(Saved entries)
==========
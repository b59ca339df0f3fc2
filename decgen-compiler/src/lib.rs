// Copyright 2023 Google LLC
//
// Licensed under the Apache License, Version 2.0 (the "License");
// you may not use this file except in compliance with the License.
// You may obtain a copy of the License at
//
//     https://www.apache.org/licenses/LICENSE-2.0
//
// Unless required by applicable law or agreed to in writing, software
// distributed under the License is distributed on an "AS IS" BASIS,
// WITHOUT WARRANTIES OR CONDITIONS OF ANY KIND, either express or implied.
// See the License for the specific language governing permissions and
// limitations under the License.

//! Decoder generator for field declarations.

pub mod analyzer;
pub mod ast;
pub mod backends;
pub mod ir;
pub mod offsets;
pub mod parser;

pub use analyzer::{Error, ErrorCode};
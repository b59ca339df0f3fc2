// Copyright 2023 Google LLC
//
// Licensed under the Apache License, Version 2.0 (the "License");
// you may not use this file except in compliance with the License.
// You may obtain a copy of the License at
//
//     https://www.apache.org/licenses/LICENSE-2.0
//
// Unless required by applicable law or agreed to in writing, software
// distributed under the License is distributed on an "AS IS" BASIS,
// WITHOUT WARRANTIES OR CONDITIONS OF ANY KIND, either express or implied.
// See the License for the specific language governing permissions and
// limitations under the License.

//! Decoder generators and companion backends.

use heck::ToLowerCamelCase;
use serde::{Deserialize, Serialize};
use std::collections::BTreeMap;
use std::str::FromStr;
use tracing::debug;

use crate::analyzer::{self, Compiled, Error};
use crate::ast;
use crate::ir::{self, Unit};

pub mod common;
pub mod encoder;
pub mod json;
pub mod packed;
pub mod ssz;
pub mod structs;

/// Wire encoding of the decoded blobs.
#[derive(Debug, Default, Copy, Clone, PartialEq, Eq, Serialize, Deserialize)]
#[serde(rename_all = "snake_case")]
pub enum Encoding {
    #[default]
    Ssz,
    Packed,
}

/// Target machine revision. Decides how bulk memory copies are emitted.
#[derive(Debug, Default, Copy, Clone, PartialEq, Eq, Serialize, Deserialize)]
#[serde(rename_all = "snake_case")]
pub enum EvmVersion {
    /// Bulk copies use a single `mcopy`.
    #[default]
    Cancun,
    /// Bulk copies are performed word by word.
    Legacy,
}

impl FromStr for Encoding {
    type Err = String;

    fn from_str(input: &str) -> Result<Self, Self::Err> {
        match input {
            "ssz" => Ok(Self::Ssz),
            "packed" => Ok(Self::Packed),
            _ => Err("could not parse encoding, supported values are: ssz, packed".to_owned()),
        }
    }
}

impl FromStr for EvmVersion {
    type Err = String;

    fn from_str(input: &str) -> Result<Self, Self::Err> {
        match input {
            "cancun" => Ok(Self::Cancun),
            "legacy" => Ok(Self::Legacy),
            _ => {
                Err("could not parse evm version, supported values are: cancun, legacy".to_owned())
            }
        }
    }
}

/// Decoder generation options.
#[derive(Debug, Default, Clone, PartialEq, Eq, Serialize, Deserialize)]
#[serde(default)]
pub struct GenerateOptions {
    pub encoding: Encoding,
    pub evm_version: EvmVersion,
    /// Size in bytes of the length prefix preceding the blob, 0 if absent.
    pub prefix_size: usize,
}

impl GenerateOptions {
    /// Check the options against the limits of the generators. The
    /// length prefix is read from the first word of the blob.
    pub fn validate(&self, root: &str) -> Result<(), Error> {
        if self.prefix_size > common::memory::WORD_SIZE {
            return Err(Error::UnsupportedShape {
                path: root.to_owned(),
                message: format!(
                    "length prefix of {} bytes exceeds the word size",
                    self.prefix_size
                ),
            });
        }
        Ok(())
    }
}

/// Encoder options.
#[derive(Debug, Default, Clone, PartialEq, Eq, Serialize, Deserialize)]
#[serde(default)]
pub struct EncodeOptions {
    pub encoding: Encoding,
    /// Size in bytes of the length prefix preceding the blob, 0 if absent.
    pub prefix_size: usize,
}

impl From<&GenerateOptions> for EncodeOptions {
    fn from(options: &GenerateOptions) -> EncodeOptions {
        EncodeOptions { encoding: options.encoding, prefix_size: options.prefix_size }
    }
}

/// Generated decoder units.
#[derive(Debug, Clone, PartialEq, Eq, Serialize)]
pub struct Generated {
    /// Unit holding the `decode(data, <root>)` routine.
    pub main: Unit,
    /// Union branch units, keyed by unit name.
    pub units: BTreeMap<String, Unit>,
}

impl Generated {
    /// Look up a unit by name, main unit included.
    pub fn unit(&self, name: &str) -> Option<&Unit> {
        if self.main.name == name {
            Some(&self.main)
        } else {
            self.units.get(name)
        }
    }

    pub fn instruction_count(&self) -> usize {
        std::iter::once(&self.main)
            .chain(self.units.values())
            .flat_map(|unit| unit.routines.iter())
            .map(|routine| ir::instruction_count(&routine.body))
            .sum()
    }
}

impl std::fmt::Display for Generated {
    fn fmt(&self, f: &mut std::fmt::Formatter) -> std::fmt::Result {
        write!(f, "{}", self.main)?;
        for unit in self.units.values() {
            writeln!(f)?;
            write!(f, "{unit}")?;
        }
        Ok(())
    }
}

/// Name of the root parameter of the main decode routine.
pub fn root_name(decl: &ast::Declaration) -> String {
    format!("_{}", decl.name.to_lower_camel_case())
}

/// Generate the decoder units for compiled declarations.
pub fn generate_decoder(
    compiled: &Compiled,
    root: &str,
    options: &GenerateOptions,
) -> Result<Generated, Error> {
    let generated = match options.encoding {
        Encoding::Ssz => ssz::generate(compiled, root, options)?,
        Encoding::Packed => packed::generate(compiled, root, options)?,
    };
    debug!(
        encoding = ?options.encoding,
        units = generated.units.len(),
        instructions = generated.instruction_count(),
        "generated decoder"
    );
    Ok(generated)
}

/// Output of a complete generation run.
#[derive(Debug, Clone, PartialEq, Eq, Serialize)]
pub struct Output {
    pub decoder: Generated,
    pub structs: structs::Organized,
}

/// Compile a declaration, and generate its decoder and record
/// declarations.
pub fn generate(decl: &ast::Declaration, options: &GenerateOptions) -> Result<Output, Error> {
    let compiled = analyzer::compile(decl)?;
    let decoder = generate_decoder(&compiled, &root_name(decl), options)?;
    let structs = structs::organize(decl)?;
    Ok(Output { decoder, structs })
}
==========
TASK DIRECTIONS: Output every entry exactly as it appears.

EXERCISE ANSWER:
repository b59ca339df0f3fc2
filename decgen-compiler/src/lib.rs
// Copyright 2023 Google LLC
//
// Licensed under the Apache License, Version 2.0 (the "License");
// you may not use this file except in compliance with the License.
// You may obtain a copy of the License at
//
//     https://www.apache.org/licenses/LICENSE-2.0
//
// Unless required by applicable law or agreed to in writing, software
// distributed under the License is distributed on an "AS IS" BASIS,
// WITHOUT WARRANTIES OR CONDITIONS OF ANY KIND, either express or implied.
// See the License for the specific language governing permissions and
// limitations under the License.

//! Decoder generator for field declarations.

pub mod analyzer;
pub mod ast;
pub mod backends;
pub mod ir;
pub mod offsets;
pub mod parser;

pub use analyzer::{Error, ErrorCode};
repository b59ca339df0f3fc2
// Copyright 2023 Google LLC
//
// Licensed under the Apache License, Version 2.0 (the "License");
// you may not use this file except in compliance with the License.
// You may obtain a copy of the License at
//
//     https://www.apache.org/licenses/LICENSE-2.0
//
// Unless required by applicable law or agreed to in writing, software
// distributed under the License is distributed on an "AS IS" BASIS,
// WITHOUT WARRANTIES OR CONDITIONS OF ANY KIND, either express or implied.
// See the License for the specific language governing permissions and
// limitations under the License.

//! Decoder generators and companion backends.

use heck::ToLowerCamelCase;
use serde::{Deserialize, Serialize};
use std::collections::BTreeMap;
use std::str::FromStr;
use tracing::debug;

use crate::analyzer::{self, Compiled, Error};
use crate::ast;
use crate::ir::{self, Unit};

pub mod common;
pub mod encoder;
pub mod json;
pub mod packed;
pub mod ssz;
pub mod structs;

/// Wire encoding of the decoded blobs.
#[derive(Debug, Default, Copy, Clone, PartialEq, Eq, Serialize, Deserialize)]
#[serde(rename_all = "snake_case")]
pub enum Encoding {
    #[default]
    Ssz,
    Packed,
}

/// Target machine revision. Decides how bulk memory copies are emitted.
#[derive(Debug, Default, Copy, Clone, PartialEq, Eq, Serialize, Deserialize)]
#[serde(rename_all = "snake_case")]
pub enum EvmVersion {
    /// Bulk copies use a single `mcopy`.
    #[default]
    Cancun,
    /// Bulk copies are performed word by word.
    Legacy,
}

impl FromStr for Encoding {
    type Err = String;

    fn from_str(input: &str) -> Result<Self, Self::Err> {
        match input {
            "ssz" => Ok(Self::Ssz),
            "packed" => Ok(Self::Packed),
            _ => Err("could not parse encoding, supported values are: ssz, packed".to_owned()),
        }
    }
}

impl FromStr for EvmVersion {
    type Err = String;

    fn from_str(input: &str) -> Result<Self, Self::Err> {
        match input {
            "cancun" => Ok(Self::Cancun),
            "legacy" => Ok(Self::Legacy),
            _ => {
                Err("could not parse evm version, supported values are: cancun, legacy".to_owned())
            }
        }
    }
}

/// Decoder generation options.
#[derive(Debug, Default, Clone, PartialEq, Eq, Serialize, Deserialize)]
#[serde(default)]
pub struct GenerateOptions {
    pub encoding: Encoding,
    pub evm_version: EvmVersion,
    /// Size in bytes of the length prefix preceding the blob, 0 if absent.
    pub prefix_size: usize,
}

impl GenerateOptions {
    /// Check the options against the limits of the generators. The
    /// length prefix is read from the first word of the blob.
    pub fn validate(&self, root: &str) -> Result<(), Error> {
        if self.prefix_size > common::memory::WORD_SIZE {
            return Err(Error::UnsupportedShape {
                path: root.to_owned(),
                message: format!(
                    "length prefix of {} bytes exceeds the word size",
                    self.prefix_size
                ),
            });
        }
        Ok(())
    }
}

/// Encoder options.
#[derive(Debug, Default, Clone, PartialEq, Eq, Serialize, Deserialize)]
#[serde(default)]
pub struct EncodeOptions {
    pub encoding: Encoding,
    /// Size in bytes of the length prefix preceding the blob, 0 if absent.
    pub prefix_size: usize,
}

impl From<&GenerateOptions> for EncodeOptions {
    fn from(options: &GenerateOptions) -> EncodeOptions {
        EncodeOptions { encoding: options.encoding, prefix_size: options.prefix_size }
    }
}

/// Generated decoder units.
#[derive(Debug, Clone, PartialEq, Eq, Serialize)]
pub struct Generated {
    /// Unit holding the `decode(data, <root>)` routine.
    pub main: Unit,
    /// Union branch units, keyed by unit name.
    pub units: BTreeMap<String, Unit>,
}

impl Generated {
    /// Look up a unit by name, main unit included.
    pub fn unit(&self, name: &str) -> Option<&Unit> {
        if self.main.name == name {
            Some(&self.main)
        } else {
            self.units.get(name)
        }
    }

    pub fn instruction_count(&self) -> usize {
        std::iter::once(&self.main)
            .chain(self.units.values())
            .flat_map(|unit| unit.routines.iter())
            .map(|routine| ir::instruction_count(&routine.body))
            .sum()
    }
}

impl std::fmt::Display for Generated {
    fn fmt(&self, f: &mut std::fmt::Formatter) -> std::fmt::Result {
        write!(f, "{}", self.main)?;
        for unit in self.units.values() {
            writeln!(f)?;
            write!(f, "{unit}")?;
        }
        Ok(())
    }
}

/// Name of the root parameter of the main decode routine.
pub fn root_name(decl: &ast::Declaration) -> String {
    format!("_{}", decl.name.to_lower_camel_case())
}

/// Generate the decoder units for compiled declarations.
pub fn generate_decoder(
    compiled: &Compiled,
    root: &str,
    options: &GenerateOptions,
) -> Result<Generated, Error> {
    let generated = match options.encoding {
        Encoding::Ssz => ssz::generate(compiled, root, options)?,
        Encoding::Packed => packed::generate(compiled, root, options)?,
    };
    debug!(
        encoding = ?options.encoding,
        units = generated.units.len(),
        instructions = generated.instruction_count(),
        "generated decoder"
    );
    Ok(generated)
}

/// Output of a complete generation run.
#[derive(Debug, Clone, PartialEq, Eq, Serialize)]
pub struct Output {
    pub decoder: Generated,
    pub structs: structs::Organized,
}

/// Compile a declaration, and generate its decoder and record
/// declarations.
pub fn generate(decl: &ast::Declaration, options: &GenerateOptions) -> Result<Output, Error> {
    let compiled = analyzer::compile(decl)?;
    let decoder = generate_decoder(&compiled, &root_name(decl), options)?;
    let structs = structs::organize(decl)?;
    Ok(Output { decoder, structs })
}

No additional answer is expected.